TASK REQUIREMENTS — Go through the records below and report each line with "contains" in it.

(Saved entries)

//! Index of disjoint address intervals.

use std::collections::BTreeMap;
use std::fmt;

/// A half-open `[start, end)` range of addresses.
#[derive(Clone, Copy, Debug, Eq, PartialEq)]
pub(crate) struct Span {
    pub(crate) start: usize,
    pub(crate) end: usize,
}

impl Span {
    fn contains(self, addr: usize) -> bool {
        addr >= self.start && addr < self.end
    }
}

impl fmt::Display for Span {
    fn fmt(&self, f: &mut fmt::Formatter<'_>) -> fmt::Result {
        write!(f, "[{:#x}..{:#x}]", self.start, self.end)
    }
}

/// Backing buffer extents seen so far during a scan.
///
/// The spans are pairwise disjoint and keyed by start address. Inserting a span that overlaps
/// known spans merges all of them into a single span covering the union. Buffers are seen in
/// no particular address order, so both operations are logarithmic in the number of spans.
#[derive(Clone, Debug, Default)]
pub(crate) struct SpanIndex {
    // start -> end
    spans: BTreeMap<usize, usize>,
}

impl SpanIndex {
    pub(crate) fn new() -> Self {
        Self::default()
    }

    /// Records `[start, start + len)` and returns the previously known spans it absorbed.
    ///
    /// The returned index is empty if the new span did not touch any known span.
    /// A zero-length span is ignored.
    pub(crate) fn insert(&mut self, start: usize, len: usize) -> Self {
        if len == 0 {
            return Self::new();
        }

        let mut merged = Span {
            start,
            end: start
                .checked_add(len)
                .expect("span extends past the end of the address space"),
        };

        // Touching endpoints count as overlap, so adjacent spans merge into one. Only the last
        // span starting before the new one can reach into it from below.
        let below = self
            .spans
            .range(..start)
            .next_back()
            .filter(|&(_, &known_end)| known_end >= start);

        let absorbed: BTreeMap<usize, usize> = below
            .into_iter()
            .chain(self.spans.range(start..=merged.end))
            .map(|(&known_start, &known_end)| (known_start, known_end))
            .collect();

        for (&known_start, &known_end) in &absorbed {
            self.spans.remove(&known_start);
            merged.start = merged.start.min(known_start);
            merged.end = merged.end.max(known_end);
        }

        self.spans.insert(merged.start, merged.end);

        Self { spans: absorbed }
    }

    /// Whether `addr` lies inside any known span.
    pub(crate) fn contains(&self, addr: usize) -> bool {
        self.spans
            .range(..=addr)
            .next_back()
            .is_some_and(|(&start, &end)| Span { start, end }.contains(addr))
    }

    pub(crate) fn len(&self) -> usize {
        self.spans.len()
    }

    pub(crate) fn is_empty(&self) -> bool {
        self.spans.is_empty()
    }

    pub(crate) fn iter(&self) -> impl Iterator<Item = Span> {
        self.spans.iter().map(|(&start, &end)| Span { start, end })
    }
}

impl fmt::Display for SpanIndex {
    fn fmt(&self, f: &mut fmt::Formatter<'_>) -> fmt::Result {
        write!(f, "{{")?;

        for (index, span) in self.iter().enumerate() {
            if index > 0 {
                write!(f, " ")?;
            }
            write!(f, "{span}")?;
        }

        write!(f, "}}")
    }
}
//! 数学基础类型
//!
//! 基于 nalgebra 的2D点/向量别名。

/// 2D点
pub type Point2 = nalgebra::Point2<f64>;

/// 2D向量
pub type Vector2 = nalgebra::Vector2<f64>;

/// 浮点比较容差
pub const EPSILON: f64 = 1e-9;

OUTPUT FOR THIS TASK —
    fn contains(self, addr: usize) -> bool {
    pub(crate) fn contains(&self, addr: usize) -> bool {
            .is_some_and(|(&start, &end)| Span { start, end }.contains(addr))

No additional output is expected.